自他一体のお話しのように、みんな仏性があるのですからまごころを込めてを大事にして頂きたいです。

最後にもう一首、良寛さんから「我宿の 草木にかくる 蜘蛛の糸 払わんとして かつは(すぐに)やめける」忌み嫌うものでさえも、自他一体の心で拝む。その祈りとともにある平安を私は信じるのです

悉有(しつう)仏性・・生きとし生けるもの、すべてに仏性が具わっているとお示しになり、良寛さんはどんないのちに対しても合掌していく徹底したお心を示めされていると思わせて頂きました。

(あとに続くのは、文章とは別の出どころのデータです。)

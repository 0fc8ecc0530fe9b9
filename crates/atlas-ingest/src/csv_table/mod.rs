//! CSV reading utilities.

mod header;
mod reader;

pub use header::{dedupe_headers, is_export_artifact, normalize_header};
pub use reader::{RawTable, read_csv_frame, read_raw_table};
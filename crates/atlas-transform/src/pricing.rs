//! Cleaning of the per-country plan price export.

use chrono::NaiveDate;
use polars::prelude::{Column, DataFrame, NamedFrom, Series};

use atlas_ingest::RawTable;
use atlas_model::AlignmentTable;
use atlas_model::columns::pricing::{
    COUNTRY, DROPPED, EXTRA_MEMBER_SLOTS_DETAILS, NOT_AVAILABLE, RENAMES, UPDATED_ON_PREFIX,
    USD_PRICES,
};

use crate::error::{Result, TransformError};
use crate::frame::parse_cell;

/// The cleaned table and what cleaning did to it.
#[derive(Debug, Clone)]
pub struct PricingOutcome {
    pub frame: DataFrame,
    /// Date carried in the `Updated On YYYY-MM-DD` header, when present.
    pub snapshot_date: Option<NaiveDate>,
    pub dropped_columns: Vec<String>,
    /// USD price cells that were empty and became 0.
    pub filled_prices: usize,
    /// Extra-slot cells that were empty and became "Not Available".
    pub filled_details: usize,
    pub renamed_countries: usize,
}

enum ColumnRole {
    Country,
    UsdPrice,
    SlotDetails,
    Other,
}

/// Cleans a raw pricing export.
///
/// Drops unused columns, renames the price columns, fills missing USD
/// prices with 0 and missing extra-slot descriptions with "Not Available",
/// trims country names and applies `names`. Remaining columns keep their
/// source order.
pub fn clean_pricing(raw: &RawTable, names: &AlignmentTable) -> Result<PricingOutcome> {
    let mut dropped_columns = Vec::new();
    let mut snapshot_date = None;
    let mut kept: Vec<(usize, String)> = Vec::new();
    for (idx, header) in raw.headers.iter().enumerate() {
        if DROPPED.contains(&header.as_str()) {
            dropped_columns.push(header.clone());
            continue;
        }
        if let Some(rest) = header.strip_prefix(UPDATED_ON_PREFIX) {
            snapshot_date = parse_snapshot_date(rest);
            if snapshot_date.is_none() {
                tracing::warn!(header = %header, "could not read snapshot date");
            }
            dropped_columns.push(header.clone());
            continue;
        }
        kept.push((idx, renamed(header)));
    }

    for required in std::iter::once(COUNTRY)
        .chain(USD_PRICES)
        .chain(std::iter::once(EXTRA_MEMBER_SLOTS_DETAILS))
    {
        if !kept.iter().any(|(_, name)| name == required) {
            return Err(TransformError::MissingColumn {
                column: required.to_string(),
            });
        }
    }

    let mut filled_prices = 0usize;
    let mut filled_details = 0usize;
    let mut renamed_countries = 0usize;
    let mut columns: Vec<Column> = Vec::with_capacity(kept.len());
    for (idx, name) in &kept {
        let cells = raw.rows.iter().map(|row| row[*idx].as_str());
        let series = match role(name) {
            ColumnRole::UsdPrice => {
                let mut values = Vec::with_capacity(raw.rows.len());
                for (row, cell) in cells.enumerate() {
                    let value = match parse_cell(name, row, Some(cell))? {
                        Some(value) => value,
                        None => {
                            filled_prices += 1;
                            0.0
                        }
                    };
                    values.push(value);
                }
                Series::new(name.as_str().into(), values)
            }
            ColumnRole::SlotDetails => {
                let values: Vec<String> = cells
                    .map(|cell| {
                        if cell.trim().is_empty() {
                            filled_details += 1;
                            NOT_AVAILABLE.to_string()
                        } else {
                            cell.to_string()
                        }
                    })
                    .collect();
                Series::new(name.as_str().into(), values)
            }
            ColumnRole::Country => {
                let values: Vec<Option<String>> = cells
                    .map(|cell| {
                        let trimmed = cell.trim();
                        if trimmed.is_empty() {
                            return None;
                        }
                        let aligned = names.apply(trimmed);
                        if aligned != trimmed {
                            renamed_countries += 1;
                        }
                        Some(aligned.to_string())
                    })
                    .collect();
                Series::new(name.as_str().into(), values)
            }
            ColumnRole::Other => {
                let values: Vec<Option<&str>> = cells
                    .map(|cell| (!cell.trim().is_empty()).then_some(cell))
                    .collect();
                Series::new(name.as_str().into(), values)
            }
        };
        columns.push(series.into());
    }
    let frame = DataFrame::new(columns)?;

    tracing::debug!(
        countries = frame.height(),
        dropped = dropped_columns.len(),
        filled_prices,
        filled_details,
        renamed_countries,
        "cleaned pricing table"
    );
    Ok(PricingOutcome {
        frame,
        snapshot_date,
        dropped_columns,
        filled_prices,
        filled_details,
        renamed_countries,
    })
}

/// Reads `2025-12-02` out of the tail of an `Updated On 2025-12-02` header.
pub fn parse_snapshot_date(header_tail: &str) -> Option<NaiveDate> {
    NaiveDate::parse_from_str(header_tail.trim(), "%Y-%m-%d").ok()
}

fn renamed(header: &str) -> String {
    RENAMES
        .iter()
        .find(|(from, _)| *from == header)
        .map(|(_, to)| (*to).to_string())
        .unwrap_or_else(|| header.to_string())
}

fn role(name: &str) -> ColumnRole {
    if name == COUNTRY {
        ColumnRole::Country
    } else if USD_PRICES.contains(&name) {
        ColumnRole::UsdPrice
    } else if name == EXTRA_MEMBER_SLOTS_DETAILS {
        ColumnRole::SlotDetails
    } else {
        ColumnRole::Other
    }
}
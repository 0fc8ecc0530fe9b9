//! Output writing for the pricing-atlas pipeline.
//!
//! Every stage persists a frame as a plain CSV: comma separated, one header
//! row, no index column, nulls written as empty fields.

mod common;
mod csv_out;

pub use common::{cell_to_string, ensure_parent_dir, format_float};
pub use csv_out::{frame_to_csv_string, write_csv};
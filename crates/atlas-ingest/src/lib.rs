//! Source loading for the pricing-atlas pipeline.
//!
//! # Features
//!
//! - **CSV Loading**: read a CSV with an optional preamble, de-duplicated
//!   headers and padded rows
//! - **Indicator exports**: wide World-Bank style tables (years as columns)
//! - **Country metadata**: code, region and income group, unique per code
//! - **Pricing export**: the per-country plan price table
//!
//! # Example
//!
//! ```ignore
//! use std::path::Path;
//! use atlas_ingest::{INDICATOR_PREAMBLE_LINES, load_indicator_export};
//!
//! let gdp = load_indicator_export(Path::new("data/GDP.csv"), INDICATOR_PREAMBLE_LINES)?;
//! ```

mod csv_table;
mod error;
mod sources;

// === Error Types ===
pub use error::{IngestError, Result};

// === CSV Reading ===
pub use csv_table::{
    RawTable, dedupe_headers, is_export_artifact, normalize_header, read_csv_frame,
    read_raw_table,
};

// === Source Loaders ===
pub use sources::{
    INDICATOR_PREAMBLE_LINES, load_country_metadata, load_indicator_export, load_pricing_export,
};
//! Shared helpers for writing frames.

use std::fs;
use std::path::Path;

use anyhow::{Context, Result};
use polars::prelude::AnyValue;

/// Ensure a parent directory exists for a file path.
pub fn ensure_parent_dir(path: &Path) -> Result<()> {
    if let Some(parent) = path.parent()
        && !parent.as_os_str().is_empty()
    {
        fs::create_dir_all(parent).with_context(|| format!("create {}", parent.display()))?;
    }
    Ok(())
}

/// Renders one cell. Null is the empty string.
pub fn cell_to_string(value: AnyValue<'_>) -> String {
    match value {
        AnyValue::Null => String::new(),
        AnyValue::Int8(v) => v.to_string(),
        AnyValue::Int16(v) => v.to_string(),
        AnyValue::Int32(v) => v.to_string(),
        AnyValue::Int64(v) => v.to_string(),
        AnyValue::UInt8(v) => v.to_string(),
        AnyValue::UInt16(v) => v.to_string(),
        AnyValue::UInt32(v) => v.to_string(),
        AnyValue::UInt64(v) => v.to_string(),
        AnyValue::Float32(v) => format_float(f64::from(v)),
        AnyValue::Float64(v) => format_float(v),
        AnyValue::String(s) => s.to_string(),
        AnyValue::StringOwned(s) => s.to_string(),
        AnyValue::Boolean(b) => b.to_string(),
        other => other.to_string(),
    }
}

/// Shortest round-trip form, without exponent: `2.32`, `0`, `1500000000000`.
pub fn format_float(v: f64) -> String {
    if v.is_nan() {
        return String::new();
    }
    format!("{v}")
}
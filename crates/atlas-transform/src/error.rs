//! Error types for frame transformations.

use atlas_model::ModelError;
use polars::prelude::PolarsError;
use thiserror::Error;

#[derive(Debug, Error)]
pub enum TransformError {
    #[error("required column '{column}' not found")]
    MissingColumn { column: String },

    #[error("column '{column}' row {row}: '{value}' is not a number")]
    InvalidNumber {
        column: String,
        row: usize,
        value: String,
    },

    #[error("year column '{label}' is out of range")]
    InvalidYear { label: String },

    #[error("column '{column}' has type {dtype}, expected text or numbers")]
    UnexpectedType { column: String, dtype: String },

    #[error("'{column}' is empty on row {row} of the {table} table")]
    MissingKey {
        table: String,
        column: String,
        row: usize,
    },

    #[error("duplicate key ({code}, {year}) in the {table} table")]
    DuplicateKey {
        table: String,
        code: String,
        year: i32,
    },

    #[error("duplicate country code '{code}' in metadata")]
    DuplicateMetadata { code: String },

    #[error(transparent)]
    Model(#[from] ModelError),

    #[error("DataFrame operation failed: {0}")]
    DataFrame(#[from] PolarsError),
}

pub type Result<T> = std::result::Result<T, TransformError>;
// @file mock.rs

use std::io::{Error, ErrorKind, Read, Result};

use rand::{rngs::SmallRng, Rng, SeedableRng};

const CHUNK_CAP: usize = 29 * 5;

// replays a pattern in random-length chunks, then signals end-of-stream
pub struct MockSource {
    v: Vec<u8>,
    offset: usize,
    rng: SmallRng,
}

impl MockSource {
    pub fn new(pattern: &[u8]) -> Self {
        MockSource {
            v: pattern.to_vec(),
            offset: 0,
            rng: SmallRng::from_entropy(),
        }
    }
}

impl Read for MockSource {
    fn read(&mut self, buf: &mut [u8]) -> Result<usize> {
        if self.offset >= self.v.len() {
            return Ok(0);
        }

        let cap: usize = self.rng.gen_range(1..=CHUNK_CAP);
        let len = std::cmp::min(cap, buf.len());
        let len = std::cmp::min(len, self.v.len() - self.offset);

        buf[..len].copy_from_slice(&self.v[self.offset..self.offset + len]);
        self.offset += len;

        Ok(len)
    }
}

// replays a pattern like MockSource, then fails instead of reporting eof
pub struct BrokenSource {
    src: MockSource,
}

impl BrokenSource {
    pub fn new(pattern: &[u8]) -> Self {
        BrokenSource {
            src: MockSource::new(pattern),
        }
    }
}

impl Read for BrokenSource {
    fn read(&mut self, buf: &mut [u8]) -> Result<usize> {
        match self.src.read(buf)? {
            0 => Err(Error::new(ErrorKind::Other, "broken pipe (mock)")),
            len => Ok(len),
        }
    }
}

#[cfg(test)]
mod tests {
    use super::super::tester::*;
    use super::*;

    // equivalent to Read::read_to_end except that the chunk length is random
    fn read_all<T>(mut src: T) -> (Vec<u8>, Result<()>)
    where
        T: Sized + Read,
    {
        let mut rng = SmallRng::from_entropy();
        let mut v = Vec::new();

        loop {
            let cap: usize = rng.gen_range(1..=2 * CHUNK_CAP);
            let len = v.len();
            v.resize(len + cap, 0);

            match src.read(&mut v[len..len + cap]) {
                Ok(fwd) => {
                    v.resize(len + fwd, 0);
                    if fwd == 0 {
                        return (v, Ok(()));
                    }
                }
                Err(err) => {
                    v.resize(len, 0);
                    return (v, Err(err));
                }
            }
        }
    }

    #[test]
    fn test_mock_source_read_all() {
        macro_rules! test {
            ( $pattern: expr ) => {{
                let pattern = $pattern;
                let (v, ret) = read_all(MockSource::new(&pattern));

                assert_eq!(v, pattern);
                assert!(ret.is_ok());
            }};
        }

        test!(rep!(b"a", 3000));
        test!(rep!(b"abc", 3000));
        test!(rep!(b"abcbc", 3000));
        test!(rep!(b"abcbcdefghijklmno", 1001));
    }

    #[test]
    fn test_broken_source_read_all() {
        macro_rules! test {
            ( $pattern: expr ) => {{
                let pattern = $pattern;
                let (v, ret) = read_all(BrokenSource::new(&pattern));

                // all bytes delivered intact before the failure
                assert_eq!(v, pattern);
                assert!(ret.is_err());
            }};
        }

        test!(rep!(b"a", 3000));
        test!(rep!(b"abcbcdefghijklmno", 1001));
    }
}

// end of mock.rs
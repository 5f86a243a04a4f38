// @file mod.rs

mod discard;
mod report;

#[cfg(test)]
mod mock;

pub(crate) use self::discard::DiscardDrain;
pub(crate) use self::report::{LogReport, Report};


// end of mod.rs
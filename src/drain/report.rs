// @file report.rs

// Diagnostic seam for the drain loop. The loop never returns anything to its
// caller; everything observable flows through this trait, so tests swap in a
// capturing implementation instead of scraping the global logger.
pub trait Report {
    // bytes returned by a single read
    fn chunk(&mut self, len: usize);

    // cumulative total crossed another whole-megabyte boundary
    fn milestone(&mut self, mb: u64);

    // stream ended or failed; `total` is the cumulative byte count
    fn close(&mut self, total: u64, cause: &str);
}

// Production reporter. `label` keeps concurrent-in-time drains (one per input
// file) distinguishable in the log output.
pub struct LogReport {
    label: String,
}

impl LogReport {
    pub fn new(label: &str) -> Self {
        LogReport { label: label.to_string() }
    }
}

impl Report for LogReport {
    fn chunk(&mut self, len: usize) {
        log::debug!("{}: read {} bytes", self.label, len);
    }

    fn milestone(&mut self, mb: u64) {
        log::debug!("{}: read {}MB", self.label, mb);
    }

    fn close(&mut self, total: u64, cause: &str) {
        log::error!("{}: stream closed after {} bytes: {}", self.label, total, cause);
    }
}

#[cfg(test)]
#[derive(Default)]
pub struct MemoryReport {
    pub chunks: Vec<usize>,
    pub milestones: Vec<u64>,
    pub closed: Vec<(u64, String)>,
}

#[cfg(test)]
impl Report for &mut MemoryReport {
    fn chunk(&mut self, len: usize) {
        self.chunks.push(len);
    }

    fn milestone(&mut self, mb: u64) {
        self.milestones.push(mb);
    }

    fn close(&mut self, total: u64, cause: &str) {
        self.closed.push((total, cause.to_string()));
    }
}

// end of report.rs
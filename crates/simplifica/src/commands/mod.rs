//! Command implementations.

use anyhow::Context;
use camino::Utf8Path;
use simplifica_core::markdown::InputFormat;

pub mod apply;
pub mod highlight;
pub mod info;
pub mod key;
pub mod score;
pub mod segment;
#[cfg(feature = "mcp")]
pub mod serve;
pub mod suggest;

/// Read a file and validate its size against the configured limit.
pub fn read_input_file(path: &Utf8Path, max_bytes: Option<usize>) -> anyhow::Result<String> {
    // Preflight: check file size via metadata before reading into memory.
    let metadata =
        std::fs::metadata(path.as_std_path()).with_context(|| format!("failed to read {path}"))?;
    if let Some(max) = max_bytes {
        let size = metadata.len() as usize;
        if size > max {
            anyhow::bail!("input too large: {path} is {size} bytes (limit: {max} bytes)");
        }
    }

    let content = std::fs::read_to_string(path.as_std_path())
        .with_context(|| format!("failed to read {path}"))?;
    Ok(content)
}

/// Input format implied by a file's extension.
pub fn input_format(path: &Utf8Path) -> InputFormat {
    InputFormat::from_extension(path.extension())
}
//! Serve command: run the MCP server on stdio.

use anyhow::Context;
use clap::Args;
use rmcp::ServiceExt;
use rmcp::transport::stdio;
use simplifica_core::config::Config;
use tracing::{info, instrument};

use crate::server::ProjectServer;

/// Arguments for the `serve` subcommand.
#[derive(Args, Debug, Default)]
pub struct ServeArgs {}

/// Serve MCP requests until the client disconnects.
#[instrument(name = "cmd_serve", skip_all)]
pub async fn cmd_serve(
    _args: ServeArgs,
    max_input_bytes: Option<usize>,
    config: Config,
) -> anyhow::Result<()> {
    info!("starting MCP server on stdio");
    let service = ProjectServer::with_config(config, max_input_bytes)
        .serve(stdio())
        .await
        .context("failed to start MCP server")?;
    service.waiting().await.context("MCP server stopped with an error")?;
    info!("MCP server stopped");
    Ok(())
}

13ページにあった「受け入れがたいこともしっかりと見据えて受け入れ、認めることで心の器が少しずつ広がって、より柔軟にものごとを受けとめられる」との一節がありましたが、この度おかげさまで娘が新たな出発をすることとなり、いままでにない笑顔を見せてくれています。いままで本当に頑張ってきた娘の努力を認めることで、共に心の器を拡げさせて頂き、喜びを分かち合える親子になれた功徳を頂きました。

良寛さんに少しでも近づくことを目標としていきたいと思います。

信者さんとの触れ合いの中で、また同じことで苦しんだり悩んだりしていると思った方もいるかと思いますが、その方にとっての、良くなりたい、なんとかしたいという求道心を称えてあげられたらと思います。慈悲心を持って接する関わりが大切になります。

今月もさまざまな変化があるかと思いますが、慈悲の心で心おだやかに、開祖さまが語られました「心の平安」を実践させて頂きたいと思います。

どうぞよろしくお願いいたします。